The plaintiff testified, in substance, that he was the president and a salesman of Ackerman & Patterson, Inc., a corporation engaged in the sale of leather products; that at the time of the accident he was on his way to see a prospective customer in an effort to sell products of the corporation; that the automobile in which he was riding was owned by the corporation and was operated by one Madden, an employee of the corporation, whose duties were ‘to drive the salesmen where they wished to go on business'; that he had told his driver where to go; and that his driver was ‘under * * * [his] control’ and went wherever he told him to go.

The judge ruled as matter of law that Madden was ‘the agent or employee’ of the plaintiff and therefore instructed the jury that the plaintiff had the burden of proving that Madden was in the exercise of due care. Bullard v. Boston Elevated R. Co., 226 Mass. 262, 266-268, 115 N.E. 294;Mendolia v. White, 313 Mass. 318, 321, 47 N.E.2d 294;Prout v. Mystic Motor Trans. Co., Inc., 317 Mass. 349, 350, 58 N.E.2d 121.

The ruling that as matter of law Madden was the agent or employee of the plaintiff was wrong. To be sure, the plaintiff was bound by his own testimony in the absence of other evidence more favorable to him. But he testified that Madden was employed by the corporation to drive its salesmen about. From this the jury could find that Madden was not the servant of the plaintiff personally. The ruling of the judge seems to have been based upon the plaintiff's testimony that the driver was under his control. The right to control the particular details of the work is often decisive as to the existence of a master and servant relationship, especially where the issue is whether the employee is a servant or an independent contractor or whether he is the servant of one or another of two possible masters. See, for example, Marsh v. Beraldi, 260 Mass. 225, 231, 157 N.E. 347;Khoury v. Edison Electric Illuminating Co., 265 Mass. 236, 238, 164 N.E. 77, 60 A.L.R. 1159;Reardon v. Coleman Bros., Inc., 277 Mass. 319, 321, 322, 178 N.E. 638;Shepard v. Jacobs, 204 Mass. 110, 90 N.E. 392, 26 L.R.A.,N.S., 442, 134 Am.St.Rep. 648;Goyette v. P. J. Kennedy & Co., Inc., 277 Mass. 283, 285, 178 N.E. 528. See Am.Law Inst. Restatement: Agency, §§ 220, 227. But the control which establishes that relationship must extend much farther into the minutiae of the alleged servant's conduct than merely telling him where to go. Almost every hirer of a vehicle with a driver tells the driver where to go, but he does not necessarily make the driver his servant. Shepard v. Jacobs, 204 Mass. 110, 90 N.E. 392, 26 L.R.A.,N.S., 442, 134 Am.St.Rep. 648;Tornroos v. R. H. White Co., 220 Mass. 336, 107 N.E. 1015;W. S. Quinby Co. v. Estey, 221 Mass. 56, 108 N.E. 908;Peach v. Bruno, 224 Mass. 447, 113 N.E. 279; Clancy's Case, 228 Mass. 316, 318, 117 N.E. 347. The jury could have found upon the evidence hereinbefore stated that when the plaintiff spoke of ‘control’ he meant no more than the right to direct the driver to what place he should drive. Santero v. Bickford, 229 Mass. 357, 359, 118 N.E. 665.

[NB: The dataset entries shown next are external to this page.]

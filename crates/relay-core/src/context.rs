use http::HeaderMap;

/// Per-request state threaded through the proxy pipeline
///
/// Created by the `/v1/messages` handler and held on its stack frame;
/// later stages (model filter, signature rewriter, dialect transform)
/// read the cached model instead of re-parsing the body.
#[derive(Debug)]
pub struct RequestContext {
    /// Inbound request headers
    pub headers: HeaderMap,
    /// `model` field extracted once from the JSON body
    pub model: Option<String>,
    /// Whether the client authenticated with its own upstream credential
    /// rather than one of the proxy's configured secrets
    pub client_supplied_auth: bool,
    /// Whether the client asked for a streaming response
    pub stream: bool,
    /// Provider chosen by the router, once selected
    pub provider: Option<String>,
    /// Masked identifier of the selected credential, for debug surfaces
    pub key_label: Option<String>,
}

impl RequestContext {
    /// Create a context from the inbound request parts
    pub fn new(headers: HeaderMap) -> Self {
        Self {
            headers,
            model: None,
            client_supplied_auth: false,
            stream: false,
            provider: None,
            key_label: None,
        }
    }

    /// The extracted model name, if the body carried one
    pub fn model(&self) -> Option<&str> {
        self.model.as_deref()
    }
}
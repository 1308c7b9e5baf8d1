use std::sync::Arc;
use std::time::Duration;

use mini_moka::sync::Cache;
use sha2::{Digest, Sha256};

/// Sliding TTL for cached signatures
const TTL: Duration = Duration::from_secs(3 * 60 * 60);

/// Maximum number of cached signatures
const CAPACITY: u64 = 4096;

/// Content-addressed signature store shared by all request handlers
///
/// Keys are `sig:{family}:{sha256(text)[..16]}`; the TTL slides on
/// every read so active conversations never expire mid-flight, and the
/// capacity bound evicts the least-recently-used entries.
#[derive(Clone)]
pub struct SignatureCache {
    cache: Cache<String, Arc<str>>,
}

impl SignatureCache {
    /// Create a cache with the default TTL and capacity
    pub fn new() -> Self {
        Self::with_capacity(CAPACITY)
    }

    /// Create a cache bounded to `capacity` entries
    pub fn with_capacity(capacity: u64) -> Self {
        Self {
            cache: Cache::builder()
                .time_to_idle(TTL)
                .max_capacity(capacity)
                .build(),
        }
    }

    /// Look up the signature cached for this thinking text
    pub fn get(&self, family: &str, thinking_text: &str) -> Option<Arc<str>> {
        self.cache.get(&cache_key(family, thinking_text))
    }

    /// Store a provider-issued signature
    pub fn set(&self, family: &str, thinking_text: &str, signature: &str) {
        let key = cache_key(family, thinking_text);
        tracing::debug!(family, key = %key, "caching thinking signature");
        self.cache.insert(key, Arc::from(signature));
    }

    /// Number of live entries (approximate, for diagnostics)
    pub fn len(&self) -> u64 {
        self.cache.entry_count()
    }

    /// Whether the cache holds no entries
    pub fn is_empty(&self) -> bool {
        self.len() == 0
    }
}

impl Default for SignatureCache {
    fn default() -> Self {
        Self::new()
    }
}

fn cache_key(family: &str, thinking_text: &str) -> String {
    let digest = format!("{:x}", Sha256::digest(thinking_text.as_bytes()));
    format!("sig:{family}:{}", &digest[..16])
}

But even if the jury found that the plaintiff had the right to do more than direct the driver where to go, and that he had the right to direct the particular details relating to the method of driving, they were still not bound to find that Madden was the agent or servant of the plaintiff. One fundamental element in every master and servant relationship or in any agency is that the alleged agent or servant does something for or in behalf of the alleged principal or master. The American Law Institute defines a servant as ‘a person employed by a master to perform service in his affairs whose physical conduct in the performance of the service is controlled or is subject to the right to control by the master.’ Restatement: Agency, § 2. See also § 220, and definition of agency in § 1(1). The jury were not obliged to find that Madden performed any service in the plaintiff's affairs. They could find that the only affairs in which both Madden and the plaintiff were interested were the affairs of the corporation by which both were employed; that Madden and the plaintiff, with respect to driving the automobile, were at most merely fellow servants of a common employer; and that any directions or orders which the plaintiff had the right to give to Madden were not the plaintiff's own directions or orders but were those of the common employer delivered through the plaintiff as its agent. ‘The doctrine of respondeat superior does not apply to create liability against an agent, even though other agents are subject to his orders in the execution of the principal's affairs.’ Am.Law Inst. Restatement: Agency, § 358, comment a. Restatement: Torts, § 491, comment d. Sherman and Redfield on Negligence (Rev. Ed.) § 265. Hewett v. Swift, 3 Allen 420, 425;Santero v. Bickford, 229 Mass. 357, 118 N.E. 665;Tibbetts v. Wentworth, 248 Mass. 468, 471-473, 143 N.E. 349;Withington v. Jennings, 253 Mass. 484, 486, 149 N.E. 201;Handley v. Lombardi, 122 Cal.App. 22, 28, 29, 9 P.2d 867;Brown v. Lent, 20 Vt. 529, 533.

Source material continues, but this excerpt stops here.